夫婦とひかりの物語は現在と回想をいったりきたりする。ひかりパートがやってきた時、これから起こる出来事を考えてつらくてつらくてたまらなかった。ミサンガをずっとつけているひかり。親に「お腹の子がいなければいいとどれだけ思ったか」と言われ、親戚に「アホな目にあったなあ」と笑いながら言われるひかり。原作ではお姉ちゃんが、「今のはおじさんが悪いよ!」と声を上げてくれ、家を出た後はバイト先まで会いに来てくれるのだけれど、映画ではそこが描かれていない。光に手を差し伸べてくれる浅見のような人があとひとり、ふたりいたら、変わっていた何かがあるのかもしれない。

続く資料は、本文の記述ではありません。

use crate::database::DbPool;
use crate::entities::{bet_entity as bets, reveal_config_entity as reveal_configs, user_entity as users};
use crate::error::{AppError, AppResult};
use crate::middlewares::AuthContext;
use crate::models::{
    BetResponse, BetStatsResponse, GenderTotals, ParticipantResponse, PlaceBetRequest,
    FIXED_STAKE, TICKETS_PER_BET,
};
use crate::models::Gender;
use sea_orm::{
    ActiveModelTrait, ColumnTrait, EntityTrait, IntoActiveModel,
    PaginatorTrait, QueryFilter, QueryOrder, Set, SqlErr,
};
use std::collections::HashMap;

const DEFAULT_PAYMENT_METHOD: &str = "bank_transfer";

pub struct BetService {
    pool: DbPool,
}

impl BetService {
    pub fn new(pool: DbPool) -> Self {
        Self { pool }
    }

    /// 下注。按顺序校验：未揭晓、本人未下过注，然后落库。
    /// 检查-插入之间的并发竞争由 bets.user_id 唯一索引兜底，
    /// 撞唯一索引与先发现已有注返回同一个错误。
    pub async fn place_bet(
        &self,
        auth: &AuthContext,
        request: PlaceBetRequest,
    ) -> AppResult<BetResponse> {
        let config = reveal_configs::Entity::find().one(self.pool.as_ref()).await?;
        if config.map(|c| c.is_revealed).unwrap_or(false) {
            return Err(AppError::StateConflict(
                "Betting is closed - gender already revealed".to_string(),
            ));
        }

        let existing = bets::Entity::find()
            .filter(bets::Column::UserId.eq(auth.user_id))
            .one(self.pool.as_ref())
            .await?;
        if existing.is_some() {
            return Err(AppError::StateConflict(
                "You have already placed a bet".to_string(),
            ));
        }

        let bet = bets::ActiveModel {
            user_id: Set(auth.user_id),
            gender: Set(request.gender),
            amount: Set(FIXED_STAKE),
            ticket_count: Set(TICKETS_PER_BET),
            payment_method: Set(request
                .payment_method
                .unwrap_or_else(|| DEFAULT_PAYMENT_METHOD.to_string())),
            is_paid: Set(false),
            ..Default::default()
        }
        .insert(self.pool.as_ref())
        .await
        .map_err(|e| match e.sql_err() {
            Some(SqlErr::UniqueConstraintViolation(_)) => {
                AppError::StateConflict("You have already placed a bet".to_string())
            }
            _ => AppError::DatabaseError(e),
        })?;

        log::info!("Bet placed: user {} -> {}", auth.user_id, bet.gender);

        let owner = users::Entity::find_by_id(auth.user_id).one(self.pool.as_ref()).await?;
        let response = BetResponse::from(bet);
        Ok(match owner {
            Some(u) => response.with_owner(u.name, u.email),
            None => response,
        })
    }

    /// 当前用户的下注记录（倒序）
    pub async fn my_bets(&self, user_id: i64) -> AppResult<Vec<BetResponse>> {
        let list = bets::Entity::find()
            .filter(bets::Column::UserId.eq(user_id))
            .order_by_desc(bets::Column::CreatedAt)
            .all(self.pool.as_ref())
            .await?;
        Ok(list.into_iter().map(Into::into).collect())
    }

    /// 全部下注统计（含未付款），按性别汇总金额与注数
    pub async fn stats(&self) -> AppResult<BetStatsResponse> {
        let all = bets::Entity::find().all(self.pool.as_ref()).await?;

        let mut boy = GenderTotals {
            total_amount: 0,
            total_tickets: 0,
        };
        let mut girl = GenderTotals {
            total_amount: 0,
            total_tickets: 0,
        };
        for bet in &all {
            let totals = match bet.gender {
                Gender::Boy => &mut boy,
                Gender::Girl => &mut girl,
            };
            totals.total_amount += bet.amount;
            totals.total_tickets += bet.ticket_count;
        }

        let total_users = users::Entity::find().count(self.pool.as_ref()).await? as i64;

        Ok(BetStatsResponse {
            boy,
            girl,
            total_users,
        })
    }

    /// 公开参与者列表：每个用户连同其 0 或 1 笔下注，未下注 gender 为 null
    pub async fn participants(&self) -> AppResult<Vec<ParticipantResponse>> {
        let all_users = users::Entity::find().all(self.pool.as_ref()).await?;
        let all_bets = bets::Entity::find().all(self.pool.as_ref()).await?;

        let gender_by_user: HashMap<i64, Gender> =
            all_bets.into_iter().map(|b| (b.user_id, b.gender)).collect();

        Ok(all_users
            .into_iter()
            .map(|u| ParticipantResponse {
                gender: gender_by_user.get(&u.id).copied(),
                id: u.id,
                name: u.name,
                avatar_url: u.avatar_url,
            })
            .collect())
    }

    /// 管理端：全部下注记录，带下注人姓名与邮箱（倒序）
    pub async fn all_bets(&self) -> AppResult<Vec<BetResponse>> {
        let all_bets = bets::Entity::find()
            .order_by_desc(bets::Column::CreatedAt)
            .all(self.pool.as_ref())
            .await?;
        let all_users = users::Entity::find().all(self.pool.as_ref()).await?;

        let owners: HashMap<i64, (String, String)> = all_users
            .into_iter()
            .map(|u| (u.id, (u.name, u.email)))
            .collect();

        Ok(all_bets
            .into_iter()
            .map(|b| {
                let owner = owners.get(&b.user_id).cloned();
                let response = BetResponse::from(b);
                match owner {
                    Some((name, email)) => response.with_owner(name, email),
                    None => response,
                }
            })
            .collect())
    }

    /// 管理员确认付款。无条件置位，重复确认是无害的空操作。
    pub async fn confirm_payment(&self, bet_id: i64) -> AppResult<BetResponse> {
        let bet = bets::Entity::find_by_id(bet_id)
            .one(self.pool.as_ref())
            .await?
            .ok_or_else(|| AppError::NotFound("Bet not found".to_string()))?;

        let mut am = bet.into_active_model();
        am.is_paid = Set(true);
        let updated = am.update(self.pool.as_ref()).await?;

        Ok(updated.into())
    }
}

#[cfg(test)]
mod tests {
    use super::*;
    use std::sync::Arc;
    use chrono::Utc;
    use sea_orm::{DatabaseBackend, MockDatabase};

    fn auth(user_id: i64) -> AuthContext {
        AuthContext {
            user_id,
            user_email: format!("user{user_id}@example.com"),
        }
    }

    fn config_model(is_revealed: bool) -> reveal_configs::Model {
        reveal_configs::Model {
            id: 1,
            revealed_gender: if is_revealed { Some(Gender::Boy) } else { None },
            is_revealed,
            reveal_date: None,
            winner_id: None,
            dad_prediction: None,
            mom_prediction: None,
            created_at: Some(Utc::now()),
            updated_at: Some(Utc::now()),
        }
    }

    fn bet_model(id: i64, user_id: i64, gender: Gender, is_paid: bool) -> bets::Model {
        bets::Model {
            id,
            user_id,
            gender,
            amount: FIXED_STAKE,
            ticket_count: TICKETS_PER_BET,
            payment_method: "bank_transfer".to_string(),
            is_paid,
            created_at: Some(Utc::now()),
        }
    }

    fn user_model(id: i64, name: &str) -> users::Model {
        users::Model {
            id,
            email: format!("user{id}@example.com"),
            name: name.to_string(),
            avatar_url: None,
            provider: "google".to_string(),
            provider_id: format!("sub-{id}"),
            created_at: Some(Utc::now()),
            updated_at: Some(Utc::now()),
        }
    }

    fn request(gender: Gender) -> PlaceBetRequest {
        PlaceBetRequest {
            gender,
            payment_method: None,
        }
    }

    #[tokio::test]
    async fn test_place_bet_rejected_after_reveal() {
        let db = MockDatabase::new(DatabaseBackend::Postgres)
            .append_query_results([vec![config_model(true)]])
            .into_connection();

        let err = BetService::new(Arc::new(db))
            .place_bet(&auth(1), request(Gender::Girl))
            .await
            .unwrap_err();
        assert!(matches!(err, AppError::StateConflict(_)));
    }

    #[tokio::test]
    async fn test_place_bet_rejects_second_wager() {
        let db = MockDatabase::new(DatabaseBackend::Postgres)
            .append_query_results([vec![config_model(false)]])
            .append_query_results([vec![bet_model(5, 1, Gender::Boy, false)]])
            .into_connection();

        let err = BetService::new(Arc::new(db))
            .place_bet(&auth(1), request(Gender::Girl))
            .await
            .unwrap_err();
        assert!(matches!(err, AppError::StateConflict(_)));
    }

    #[tokio::test]
    async fn test_place_bet_uses_fixed_stake() {
        let db = MockDatabase::new(DatabaseBackend::Postgres)
            .append_query_results([Vec::<reveal_configs::Model>::new()])
            .append_query_results([Vec::<bets::Model>::new()])
            .append_query_results([vec![bet_model(1, 1, Gender::Boy, false)]])
            .append_query_results([vec![user_model(1, "Guest")]])
            .into_connection();

        let bet = BetService::new(Arc::new(db))
            .place_bet(&auth(1), request(Gender::Boy))
            .await
            .unwrap();
        assert_eq!(bet.amount, 200);
        assert_eq!(bet.ticket_count, 1);
        assert!(!bet.is_paid);
        assert_eq!(bet.user_name.as_deref(), Some("Guest"));
    }

    #[tokio::test]
    async fn test_participants_project_null_without_bet() {
        let db = MockDatabase::new(DatabaseBackend::Postgres)
            .append_query_results([vec![user_model(1, "Alice"), user_model(2, "Bob")]])
            .append_query_results([vec![bet_model(1, 1, Gender::Boy, true)]])
            .into_connection();

        let list = BetService::new(Arc::new(db)).participants().await.unwrap();
        assert_eq!(list.len(), 2);
        assert_eq!(list[0].gender, Some(Gender::Boy));
        assert_eq!(list[1].gender, None);
    }

    #[tokio::test]
    async fn test_stats_counts_unpaid_bets_too() {
        let count_row = vec![std::collections::BTreeMap::from([(
            "num_items",
            sea_orm::Value::BigInt(Some(3)),
        )])];
        let db = MockDatabase::new(DatabaseBackend::Postgres)
            .append_query_results([vec![
                bet_model(1, 1, Gender::Boy, true),
                bet_model(2, 2, Gender::Boy, false),
                bet_model(3, 3, Gender::Girl, false),
            ]])
            .append_query_results([count_row])
            .into_connection();

        let stats = BetService::new(Arc::new(db)).stats().await.unwrap();
        assert_eq!(stats.boy.total_amount, 400);
        assert_eq!(stats.boy.total_tickets, 2);
        assert_eq!(stats.girl.total_amount, 200);
        assert_eq!(stats.girl.total_tickets, 1);
        assert_eq!(stats.total_users, 3);
    }

    #[tokio::test]
    async fn test_confirm_payment_is_idempotent() {
        // 对已付款的注再次确认：不报错，is_paid 保持 true
        let db = MockDatabase::new(DatabaseBackend::Postgres)
            .append_query_results([vec![bet_model(9, 1, Gender::Boy, true)]])
            .append_query_results([vec![bet_model(9, 1, Gender::Boy, true)]])
            .into_connection();

        let bet = BetService::new(Arc::new(db)).confirm_payment(9).await.unwrap();
        assert!(bet.is_paid);
    }

    #[tokio::test]
    async fn test_confirm_payment_unknown_bet_is_not_found() {
        let db = MockDatabase::new(DatabaseBackend::Postgres)
            .append_query_results([Vec::<bets::Model>::new()])
            .into_connection();

        let err = BetService::new(Arc::new(db)).confirm_payment(404).await.unwrap_err();
        assert!(matches!(err, AppError::NotFound(_)));
    }
}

間に合わなかったかもしれないけど、手を差し伸べたそのひとりは佐都子でもあるし、「広島のお母ちゃんである昔の自分」でもある。手繰り寄せて掬いとってくれた佐都子は強くて、逞しい。広島のお母ちゃんとして、あの自分はこの人たちの中で生きていると知ったひかりはどんな気持ちだっただろう。
『あなたが出来ないことを、子どもを、私は産んだから』と言うひかり。どんな気持ちだったのかなあ。友達のブルゾンを着て、何とかしようという思いで家にやってきた。どんな気持ちだったのか。

ドキュメンタリーのような、やっぱり物語のような、好き嫌いが別れると思うけれど、私は大好きです。
エンドロールまできちんと見るべき。アサトヒカリも良かった。